Pinpoint possesses preventative and curative activity, although Fausey says, “its strength is going to be the preventative activity.” Hicks sees the fungicide fitting nicely into a summer dollar spot control program.
“Two questions a superintendent asks … First, does it work? And, second, OK, now where do I use it?” Hicks says. “I like this chemistry because of the safety factor of using it in the summer. We have not seen any adverse effects no matter what the weather pattern is. In the middle of the summer from June 15 or 20 to about August 20 is what superintendents call ‘the survival zone.’ I get everything the way I want it by that period and I just try to maintain it as it slowly weans off and turns worse until I can grow it back. If you have something that gives protection and is safe to use, that’s a huge bonus for a superintendent.”
Tartan Talks No. 1
GCI and the American Society of Golf Course Architects are collaborating on a podcast series, “Tartan Talks,” exploring various trends in golf course architecture and development. Our first episode features Andy Staples, the President of Staples Golf.
We recorded the episode while touring Staples’ renovation work at Meadowbrook Country Club, a former PGA Championship site in suburban Detroit. Earlier this year, Staples released “The Community Links White Paper,” urging municipalities to either innovate or close struggling golf courses. Listen to the episode and Staples’ vision for municipal golf by entering bit.ly/29CChTb into your web browser.
Mending Lisa’s Heart
Fieldstone Golf Club, a Troon Golf managed private club featuring a Michael Hurdzan/Dana Fry course in Wilmington, Del., recently became the first golf course in the world to combine the synthetic sod wall and edge product Durabunker with the Better Billy Bunker liner product. The old-world bunkering at Fieldstone is a strong feature of the design with a number of sod-wall bunkers, the showpiece being the bunker on the 18th known as "Lisa's Heart" after club founder Lisa Dean Moseley. David Whelchel, the architect involved on site during the initial stages of the Durabunker project, was also a central figure in the original design with Hurdzan and Fry.

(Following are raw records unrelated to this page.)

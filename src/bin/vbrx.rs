// SPDX-License-Identifier: Apache-2.0
// Copyright 2025 itsakeyfut
//
// Licensed under the Apache License, Version 2.0 (the "License");
// you may not use this file except in compliance with the License.
// You may obtain a copy of the License at
//
//     http://www.apache.org/licenses/LICENSE-2.0
//
// Unless required by applicable law or agreed to in writing, software
// distributed under the License is distributed on an "AS IS" BASIS,
// WITHOUT WARRANTIES OR CONDITIONS OF ANY KIND, either express or implied.
// See the License for the specific language governing permissions and
// limitations under the License.

//! Headless Virtual Boy runner
//!
//! Loads and patches a ROM, then drives it through the supervisor with the
//! headless frontend. Telemetry goes to the terminal.

use clap::{Parser, ValueEnum};
use log::{error, info};
use std::path::PathBuf;
use vbrx::core::config::{DisplayMode, RuntimeConfig};
use vbrx::core::error::Result;
use vbrx::core::loader::load_game;
use vbrx::core::patches::PatchRegistry;
use vbrx::core::rom::GameIdentity;
use vbrx::frontend::{
    shutdown, AutoResumeMenu, FrameLimitInput, HeadlessCore, HeadlessDisplay, NullAudio,
    NullSurface, TerminalSurface,
};
use vbrx::supervisor::{
    AudioOutput, DebugSurface, Display, EmulationCore, ExitReason, Host, SessionBuilder,
    Supervisor, SystemClock,
};

#[derive(Clone, Copy, ValueEnum)]
enum ModeArg {
    #[value(name = "2d")]
    Mono,
    #[value(name = "3d")]
    Stereo,
}

impl From<ModeArg> for DisplayMode {
    fn from(mode: ModeArg) -> Self {
        match mode {
            ModeArg::Mono => DisplayMode::Mono,
            ModeArg::Stereo => DisplayMode::Stereo,
        }
    }
}

/// Virtual Boy emulator (headless)
#[derive(Parser)]
#[command(name = "vbrx")]
#[command(about = "Virtual Boy emulator runtime", long_about = None)]
struct Args {
    /// Path to ROM file (.vb); overrides the configured ROM
    rom: Option<PathBuf>,

    /// Options file (created with defaults if missing)
    #[arg(short = 'c', long, default_value = "vbrx.toml")]
    config: PathBuf,

    /// Run without frame pacing
    #[arg(short = 'f', long)]
    fast_forward: bool,

    /// Host display mode
    #[arg(short = 'm', long, value_enum)]
    display_mode: Option<ModeArg>,

    /// Show rendered count and skip threshold in telemetry
    #[arg(short = 'd', long)]
    debug: bool,

    /// Game ID used for patch lookup instead of the header's
    #[arg(short = 'g', long)]
    game_id: Option<GameIdentity>,

    /// Quit after this many frames (runs until Ctrl-C when omitted)
    #[arg(short = 'n', long)]
    frames: Option<u64>,

    /// Suppress the telemetry display
    #[arg(short = 'q', long)]
    quiet: bool,
}

impl Args {
    fn apply(&self, config: &mut RuntimeConfig) {
        if let Some(rom) = &self.rom {
            config.rom_name = Some(rom.clone());
        }
        if let Some(id) = self.game_id {
            config.game_id = Some(id);
        }
        if let Some(mode) = self.display_mode {
            config.display_mode = mode.into();
        }
        config.fast_forward |= self.fast_forward;
        config.debug |= self.debug;
    }
}

fn main() -> Result<()> {
    if let Err(e) = dotenvy::dotenv() {
        if !e.not_found() {
            eprintln!("Warning: Failed to load .env file: {}", e);
        }
    }

    env_logger::Builder::from_env(env_logger::Env::default().default_filter_or("info")).init();

    info!("vbrx v{}", env!("CARGO_PKG_VERSION"));

    let args = Args::parse();

    let mut config = RuntimeConfig::load_or_init(&args.config)?;
    args.apply(&mut config);

    let game = load_game(&config, PatchRegistry::builtin()).inspect_err(|e| {
        error!("Failed to load ROM: {}", e);
    })?;

    let display: Box<dyn Display> = Box::new(HeadlessDisplay::new());
    let audio: Box<dyn AudioOutput> = Box::new(NullAudio::new());
    let core: Box<dyn EmulationCore> = Box::new(HeadlessCore::new(game.rom));
    let session = SessionBuilder::new()
        .display(|| Ok(display))?
        .audio(|| Ok(audio))?
        .core(|| Ok(core))?
        .build()?;

    let debug: Box<dyn DebugSurface> = if args.quiet {
        Box::new(NullSurface)
    } else {
        Box::new(TerminalSurface::stdout())
    };
    let host = Host {
        input: Box::new(FrameLimitInput::new(args.frames)),
        menu: Box::new(AutoResumeMenu),
        debug,
        clock: Box::new(SystemClock::default()),
    };

    shutdown::install();

    let summary = Supervisor::new(config, session, host).run()?;

    info!(
        "Session ended: {:?} after {} frames ({} rendered)",
        summary.exit, summary.frames, summary.rendered
    );
    if let ExitReason::Fault(fault) = summary.exit {
        error!("{}", fault);
        std::process::exit(1);
    }
    Ok(())
}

Still coping with fall flooding
Golf courses along the South Carolina coast are recovering from a second wave of issues stemming from devastating floods last fall. Saturated soils and cloudy skies induced a fungal disease that attacked Bermudagrass greens as they were moving into dormancy.
The resultant damage only became apparent when temperatures finally picked up after a mild spring. Instead of emerging with vigorous green growth from its cool-season hibernation, large swaths of Bermudagrass were dead.
Courses from Myrtle Beach to Hilton Head were affected with the Charleston area the worst hit. Similar damage also appeared in central and south Florida.
“I saw more catastrophic loss of putting greens grasses in the area from February to the end of May than I have seen in the last 25 years,” says United States Golf Association Green Section agronomist Patrick O’Brien. “Conditions were perfect for Pythium root rot. They couldn’t have been more ideal.”
Damage was widespread and did not discriminate between public or private facilities or between varieties of Bermudagrass. Loss of grass on some putting greens was as much 70 percent forcing golf course superintendents to make costly repairs.
- Toro elected Richard M. Olson as CEO. Olson will replace Michael Hoffman effective Nov. 1. Hoffman will continue to serve as the chairman of the board.
- Bayer announced EPA registration for Exteris Stressgard. The formulation provides dollar spot, brown patch and leaf spot control while adding additional benefits such as dew mitigation and fast knock-down of damaging mycelium.